In my opinion the Redstart must be one of the most brightly-coloured 'common' small birds in Britain - only the Kingfisher surpasses it in the plumage stakes.  The ‘start’ in the bird’s name derives from the Old English word ‘steort’ as in tail.  Red is used rather than orange, as orange is a  relatively recent import into the English language.  I was always taught that Redstarts belong to the Chat family, a sort of sub-group of the Thrush tribe - which also includes Robin, Wheatear, Whinchat, Stonechat, Nightingale and Bluethroat.  However, DNA analysis has shown that Chats are actually more closely allied to Flycatchers (thanks to Elizabeth Watts for the update).

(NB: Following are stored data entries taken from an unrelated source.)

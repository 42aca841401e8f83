// SPDX-License-Identifier: GPL-3.0-only

use crate::app::session::SessionTiming;
use crate::backends::camera::ScanConfig;
use crate::constants::timing;
use crate::errors::{AppError, AppResult};
use serde::{Deserialize, Serialize};
use std::path::{Path, PathBuf};
use std::time::Duration;
use tracing::{debug, info};

/// Directory name under the user config dir
pub const APP_DIR: &str = "qr-scanner";

/// File name of the configuration
pub const CONFIG_FILE: &str = "config.json";

/// User configuration. Every field is optional in the file.
#[derive(Debug, Clone, PartialEq, Serialize, Deserialize)]
#[serde(default)]
pub struct Config {
    /// Parameters handed to the decode engine
    pub scan: ScanConfig,
    /// Pause between cameras when switching
    pub switch_restart_delay_ms: u64,
    /// How long "Copied!" stays visible
    pub copy_confirmation_ms: u64,
    /// How long the success banner stays visible
    pub success_indicator_ms: u64,
    /// Ring the terminal bell on a new scan
    pub beep: bool,
    /// Share command, e.g. `["notify-send", "{title}", "{text} {url}"]`
    pub share_command: Option<Vec<String>>,
}

impl Default for Config {
    fn default() -> Self {
        Self {
            scan: ScanConfig::default(),
            switch_restart_delay_ms: timing::SWITCH_RESTART_DELAY_MS,
            copy_confirmation_ms: timing::COPY_CONFIRMATION_MS,
            success_indicator_ms: timing::SUCCESS_INDICATOR_MS,
            beep: true,
            share_command: None,
        }
    }
}

impl Config {
    /// Default location: `<config dir>/qr-scanner/config.json`
    pub fn default_path() -> Option<PathBuf> {
        dirs::config_dir().map(|dir| dir.join(APP_DIR).join(CONFIG_FILE))
    }

    /// Load from `path`, or from the default location when it exists.
    ///
    /// An explicit path must exist; a missing default file yields defaults.
    pub fn load(path: Option<&Path>) -> AppResult<Self> {
        let path = match path {
            Some(path) => path.to_path_buf(),
            None => match Self::default_path() {
                Some(path) if path.exists() => path,
                _ => {
                    debug!("No config file, using defaults");
                    return Ok(Self::default());
                }
            },
        };

        let contents = std::fs::read_to_string(&path)
            .map_err(|e| AppError::Config(format!("{}: {}", path.display(), e)))?;
        let config = Self::from_json(&contents)
            .map_err(|e| AppError::Config(format!("{}: {}", path.display(), e)))?;
        info!(path = %path.display(), "Loaded configuration");
        Ok(config)
    }

    /// Parse and sanitise a JSON document
    pub fn from_json(json: &str) -> AppResult<Self> {
        let config: Self = serde_json::from_str(json)?;
        Ok(config.validated())
    }

    /// Clamp out-of-range values
    pub fn validated(mut self) -> Self {
        self.scan = self.scan.sanitized();
        if self
            .share_command
            .as_ref()
            .is_some_and(|argv| argv.is_empty() || argv[0].trim().is_empty())
        {
            self.share_command = None;
        }
        self
    }

    pub fn session_timing(&self) -> SessionTiming {
        SessionTiming {
            restart_delay: Duration::from_millis(self.switch_restart_delay_ms),
            indicator_duration: Duration::from_millis(self.success_indicator_ms),
        }
    }

    pub fn copy_window(&self) -> Duration {
        Duration::from_millis(self.copy_confirmation_ms)
    }
}
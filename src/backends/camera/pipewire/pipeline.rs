// SPDX-License-Identifier: MPL-2.0

//! PipeWire GStreamer pipeline for scan capture
//!
//! `pipewiresrc` feeds a grayscale appsink at the scan frame rate. Luma is
//! all the decoder needs, so colour conversion happens once inside
//! GStreamer instead of per frame in Rust.

use super::super::types::*;
use crate::constants::timing;
use gstreamer::prelude::*;
use gstreamer_app::AppSink;
use gstreamer_video::VideoInfo;
use std::sync::Arc;
use std::sync::atomic::{AtomicU64, Ordering};
use std::time::Instant;
use tracing::{debug, error, info, warn};

/// Running capture pipeline for one scan session
pub struct ScanPipeline {
    pipeline: gstreamer::Pipeline,
    appsink: AppSink,
}

impl ScanPipeline {
    /// Build the pipeline for `device_id` and bring it to PLAYING.
    ///
    /// Blocks until the device is acquired or the start timeout expires, so
    /// callers on an async runtime should use `spawn_blocking`.
    pub fn new(
        device_id: &str,
        config: &ScanConfig,
        frame_sender: FrameSender,
    ) -> BackendResult<Self> {
        gstreamer::init().map_err(|e| BackendError::InitializationFailed(e.to_string()))?;

        let description = pipeline_description(device_id, config.fps);
        info!(device_id, pipeline = %description, "Creating scan pipeline");

        let pipeline = gstreamer::parse::launch(&description)
            .map_err(|e| BackendError::classify(e.to_string()))?
            .downcast::<gstreamer::Pipeline>()
            .map_err(|_| {
                BackendError::InitializationFailed("Launch result is not a pipeline".to_string())
            })?;

        let appsink = pipeline
            .by_name("sink")
            .ok_or_else(|| BackendError::InitializationFailed("Failed to get appsink".to_string()))?
            .dynamic_cast::<AppSink>()
            .map_err(|_| {
                BackendError::InitializationFailed("Failed to cast appsink".to_string())
            })?;

        appsink.set_property("sync", false);
        appsink.set_property("max-buffers", 1u32);
        appsink.set_property("drop", true);
        appsink.set_property("enable-last-sample", false);

        let frame_counter = Arc::new(AtomicU64::new(0));
        appsink.set_callbacks(
            gstreamer_app::AppSinkCallbacks::builder()
                .new_sample(move |appsink| {
                    let frame_num = frame_counter.fetch_add(1, Ordering::Relaxed);
                    let captured_at = Instant::now();

                    let sample = appsink.pull_sample().map_err(|_| gstreamer::FlowError::Eos)?;
                    let buffer = sample.buffer().ok_or(gstreamer::FlowError::Error)?;
                    let caps = sample.caps().ok_or(gstreamer::FlowError::Error)?;
                    let video_info = VideoInfo::from_caps(caps).map_err(|e| {
                        error!(frame = frame_num, error = ?e, "Failed to get video info");
                        gstreamer::FlowError::Error
                    })?;
                    let map = buffer
                        .map_readable()
                        .map_err(|_| gstreamer::FlowError::Error)?;

                    let frame = CameraFrame {
                        width: video_info.width(),
                        height: video_info.height(),
                        stride: video_info.stride()[0] as u32,
                        data: Arc::from(map.as_slice()),
                        format: PixelFormat::Gray8,
                        captured_at,
                    };

                    let mut sender = frame_sender.clone();
                    if let Err(e) = sender.try_send(Arc::new(frame)) {
                        if e.is_disconnected() {
                            return Err(gstreamer::FlowError::Eos);
                        }
                        if frame_num % timing::FRAME_LOG_INTERVAL == 0 {
                            debug!(frame = frame_num, "Frame dropped (decoder busy)");
                        }
                    } else if frame_num % timing::FRAME_LOG_INTERVAL == 0 {
                        debug!(
                            frame = frame_num,
                            width = video_info.width(),
                            height = video_info.height(),
                            "Frame captured"
                        );
                    }

                    Ok(gstreamer::FlowSuccess::Ok)
                })
                .build(),
        );

        let scan_pipeline = Self { pipeline, appsink };

        if let Err(e) = scan_pipeline.pipeline.set_state(gstreamer::State::Playing) {
            let err = scan_pipeline
                .poll_error()
                .unwrap_or_else(|| BackendError::classify(e.to_string()));
            warn!(error = %err, "Failed to start scan pipeline");
            return Err(err);
        }

        let (result, state, pending) = scan_pipeline.pipeline.state(
            gstreamer::ClockTime::from_seconds(timing::START_TIMEOUT_SECS),
        );
        debug!(result = ?result, state = ?state, pending = ?pending, "Pipeline state");

        if let Some(err) = scan_pipeline.poll_error() {
            warn!(error = %err, "Scan pipeline reported an error while starting");
            return Err(err);
        }
        if result.is_err() {
            return Err(BackendError::InitializationFailed(
                "Camera did not start".to_string(),
            ));
        }
        if state != gstreamer::State::Playing {
            warn!(state = ?state, "Pipeline is not in PLAYING state yet");
        }

        info!("Scan pipeline running");
        Ok(scan_pipeline)
    }

    /// Pop the next error posted on the bus, if any
    pub fn poll_error(&self) -> Option<BackendError> {
        let bus = self.pipeline.bus()?;
        let message = bus.timed_pop_filtered(
            gstreamer::ClockTime::ZERO,
            &[gstreamer::MessageType::Error],
        )?;

        match message.view() {
            gstreamer::MessageView::Error(err) => {
                let detail = err.debug().map(|d| d.to_string()).unwrap_or_default();
                debug!(error = %err.error(), detail = %detail, "Pipeline bus error");
                Some(BackendError::classify(format!(
                    "{} {}",
                    err.error(),
                    detail
                )))
            }
            _ => None,
        }
    }

    /// Release the camera. Safe to call more than once.
    pub fn stop(&self) -> BackendResult<()> {
        info!("Stopping scan pipeline");
        self.appsink
            .set_callbacks(gstreamer_app::AppSinkCallbacks::builder().build());

        self.pipeline
            .set_state(gstreamer::State::Null)
            .map_err(|e| BackendError::Other(format!("Failed to stop pipeline: {}", e)))?;

        let (result, state, _) = self.pipeline.state(gstreamer::ClockTime::from_seconds(
            timing::STOP_TIMEOUT_SECS,
        ));
        if let Err(e) = result {
            debug!(error = ?e, state = ?state, "Pipeline state change had issues");
        }
        Ok(())
    }
}

impl Drop for ScanPipeline {
    fn drop(&mut self) {
        self.appsink
            .set_callbacks(gstreamer_app::AppSinkCallbacks::builder().build());
        let _ = self.pipeline.set_state(gstreamer::State::Null);
        debug!("Scan pipeline dropped");
    }
}

/// `pipewiresrc` properties selecting `device_id`
pub fn source_properties(device_id: &str) -> String {
    if device_id.is_empty() {
        String::new()
    } else if let Some(serial) = device_id.strip_prefix("pipewire-serial-") {
        format!("target-object={}", serial)
    } else if let Some(node_id) = device_id.strip_prefix("pipewire-") {
        format!("target-object={}", node_id)
    } else if device_id.starts_with("/dev/video") {
        format!("path=v4l2:{}", device_id)
    } else {
        format!("target-object={}", device_id)
    }
}

/// gst-launch description of the scan pipeline
pub fn pipeline_description(device_id: &str, fps: u32) -> String {
    let source = match source_properties(device_id) {
        props if props.is_empty() => "pipewiresrc".to_string(),
        props => format!("pipewiresrc {}", props),
    };
    format!(
        "{source} ! videoconvert ! videorate ! \
         video/x-raw,format=GRAY8,framerate={fps}/1 ! \
         appsink name=sink",
        fps = fps.max(1)
    )
}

According to the reference books when I was growing up Redstarts were birds of the West and North, so I never expected to see breeding Redstarts in East Yorkshire unless they were on passage along Spurn Point or at other coastal sites.  However, the bird books were incorrect.  The head honcho of East Yorkshire birding was aware of at least one nesting individual in the Weedley Spring area in the 1960s, and there was a noticeboard in Millington Wood in the late 1970s, which explained that they were in that area.  On visits to the Deserted Medieval Village of Wharram Percy and the Yorkshire Wildlife Trust reserve nearby during the breeding season in the 1980s males were seen, so there was a presence in both those parts of the wolds.  They could occasionally nest away from the wolds.  At Bishop Burton College, whilst on the Ornithology course we were told that one of the Robin nest boxes in the woodland had been inhabited by a Redstart the previous year. More recently, the classes discovered a pair using the same nest hole in a gnarled old Ash tree for many consecutive years.  The classes also enjoyed two males either side of the pond at Millington for several years, but these seemed to disappear just before Covid hit.  in 2023 at least 5 different individual males were singing in a relatively compact area of the Fotherdale Valley near Thixendale adjacent to the Wolds Way.  Last year, the Thursday morning group happened to be walking along the national trail just when half-a-dozen males and females appeared to be sorting out their territories, as several birds came together in the long grass just beyond the wire fence, which borders the path.  By the afternoon only one male could be located, so presumably the border dispute had been settled.  Redstart numbers have fluctuated since the population censuses of the late 1960s, although numbers now - at approximately 135,000 are thought to be similar to those when the first estimate was calculated at the end of the 60s.  My birding groups are going to a couple of locations in the next few weeks, where we hope to connect with this colourful, if unobtrusive songster.